__WORK TASK__
Copy out each line below exactly as written.

__RECORDS TO PROCESS__
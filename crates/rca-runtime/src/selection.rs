#![forbid(unsafe_code)]

//! Selection and focus across the fishbone and why-tree views.
//!
//! Two ids are tracked:
//! - `selected`: the highlighted node, which side panels (notes, priority,
//!   personas) and the cause bank act on;
//! - `focus`: the root of the subtree the why-tree view renders.
//!
//! Selecting node X always selects it. Focus follows this table:
//!
//! | X is a...           | click in fishbone | click in why-tree |
//! |---------------------|-------------------|-------------------|
//! | root                | unchanged         | unchanged         |
//! | category            | focus := X        | focus := X        |
//! | first-level cause   | focus := X        | unchanged         |
//! | deeper sub-cause    | unchanged         | unchanged         |

use rca_core::ids::NodeId;
use rca_core::node::NodeRef;
use rca_core::tree::{self, NodeRole};
use serde::{Deserialize, Serialize};
use tracing::trace;

/// View a click came from.
#[derive(Debug, Clone, Copy, PartialEq, Eq, Hash, Serialize, Deserialize)]
#[serde(rename_all = "snake_case")]
pub enum ClickOrigin {
    Fishbone,
    WhyTree,
}

/// Selected node and why-tree focus.
#[derive(Debug, Clone, Default, PartialEq, Eq, Serialize, Deserialize)]
pub struct Selection {
    pub selected: Option<NodeId>,
    pub focus: Option<NodeId>,
}

impl Selection {
    /// Selection state after the user clicks `id` in `origin`.
    ///
    /// Ids that are not in `root` leave the state unchanged.
    #[must_use]
    pub fn select(&self, root: &NodeRef, id: &NodeId, origin: ClickOrigin) -> Selection {
        let Some(role) = tree::role_of(root, id) else {
            trace!(%id, "select ignored: unknown node");
            return self.clone();
        };

        let refocus = match (role, origin) {
            (NodeRole::Category, _) => true,
            (NodeRole::Cause, ClickOrigin::Fishbone) => true,
            (NodeRole::Cause, ClickOrigin::WhyTree) => false,
            (NodeRole::Root | NodeRole::SubCause { .. }, _) => false,
        };

        Selection {
            selected: Some(id.clone()),
            focus: if refocus {
                Some(id.clone())
            } else {
                self.focus.clone()
            },
        }
    }

    /// Drop both references.
    #[must_use]
    pub fn cleared() -> Selection {
        Selection::default()
    }

    /// Clear any reference to an id in `removed`.
    #[must_use]
    pub fn forget(&self, removed: &[NodeId]) -> Selection {
        let keep = |id: &Option<NodeId>| id.clone().filter(|id| !removed.contains(id));
        Selection {
            selected: keep(&self.selected),
            focus: keep(&self.focus),
        }
    }

    /// Drop references that no longer resolve in `root`.
    #[must_use]
    pub fn reconcile(&self, root: &NodeRef) -> Selection {
        let keep = |id: &Option<NodeId>| id.clone().filter(|id| tree::contains(root, id));
        Selection {
            selected: keep(&self.selected),
            focus: keep(&self.focus),
        }
    }

    #[must_use]
    pub fn is_selected(&self, id: &NodeId) -> bool {
        self.selected.as_ref() == Some(id)
    }

    /// Root of the why-tree view: the focused node, unless focus is unset,
    /// stale, or the diagram root itself.
    #[must_use]
    pub fn why_tree_root<'a>(&self, root: &'a NodeRef) -> Option<&'a NodeRef> {
        let focus = self.focus.as_ref()?;
        if focus == root.id() {
            return None;
        }
        tree::find_node(root, focus)
    }
}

__SOLUTION__
filename crates/rca-runtime/src/selection.rs
#![forbid(unsafe_code)]

//! Selection and focus across the fishbone and why-tree views.
//!
//! Two ids are tracked:
//! - `selected`: the highlighted node, which side panels (notes, priority,
//!   personas) and the cause bank act on;
//! - `focus`: the root of the subtree the why-tree view renders.
//!
//! Selecting node X always selects it. Focus follows this table:
//!
//! | X is a...           | click in fishbone | click in why-tree |
//! |---------------------|-------------------|-------------------|
//! | root                | unchanged         | unchanged         |
//! | category            | focus := X        | focus := X        |
//! | first-level cause   | focus := X        | unchanged         |
//! | deeper sub-cause    | unchanged         | unchanged         |

use rca_core::ids::NodeId;
use rca_core::node::NodeRef;
use rca_core::tree::{self, NodeRole};
use serde::{Deserialize, Serialize};
use tracing::trace;

/// View a click came from.
#[derive(Debug, Clone, Copy, PartialEq, Eq, Hash, Serialize, Deserialize)]
#[serde(rename_all = "snake_case")]
pub enum ClickOrigin {
    Fishbone,
    WhyTree,
}

/// Selected node and why-tree focus.
#[derive(Debug, Clone, Default, PartialEq, Eq, Serialize, Deserialize)]
pub struct Selection {
    pub selected: Option<NodeId>,
    pub focus: Option<NodeId>,
}

impl Selection {
    /// Selection state after the user clicks `id` in `origin`.
    ///
    /// Ids that are not in `root` leave the state unchanged.
    #[must_use]
    pub fn select(&self, root: &NodeRef, id: &NodeId, origin: ClickOrigin) -> Selection {
        let Some(role) = tree::role_of(root, id) else {
            trace!(%id, "select ignored: unknown node");
            return self.clone();
        };

        let refocus = match (role, origin) {
            (NodeRole::Category, _) => true,
            (NodeRole::Cause, ClickOrigin::Fishbone) => true,
            (NodeRole::Cause, ClickOrigin::WhyTree) => false,
            (NodeRole::Root | NodeRole::SubCause { .. }, _) => false,
        };

        Selection {
            selected: Some(id.clone()),
            focus: if refocus {
                Some(id.clone())
            } else {
                self.focus.clone()
            },
        }
    }

    /// Drop both references.
    #[must_use]
    pub fn cleared() -> Selection {
        Selection::default()
    }

    /// Clear any reference to an id in `removed`.
    #[must_use]
    pub fn forget(&self, removed: &[NodeId]) -> Selection {
        let keep = |id: &Option<NodeId>| id.clone().filter(|id| !removed.contains(id));
        Selection {
            selected: keep(&self.selected),
            focus: keep(&self.focus),
        }
    }

    /// Drop references that no longer resolve in `root`.
    #[must_use]
    pub fn reconcile(&self, root: &NodeRef) -> Selection {
        let keep = |id: &Option<NodeId>| id.clone().filter(|id| tree::contains(root, id));
        Selection {
            selected: keep(&self.selected),
            focus: keep(&self.focus),
        }
    }

    #[must_use]
    pub fn is_selected(&self, id: &NodeId) -> bool {
        self.selected.as_ref() == Some(id)
    }

    /// Root of the why-tree view: the focused node, unless focus is unset,
    /// stale, or the diagram root itself.
    #[must_use]
    pub fn why_tree_root<'a>(&self, root: &'a NodeRef) -> Option<&'a NodeRef> {
        let focus = self.focus.as_ref()?;
        if focus == root.id() {
            return None;
        }
        tree::find_node(root, focus)
    }
}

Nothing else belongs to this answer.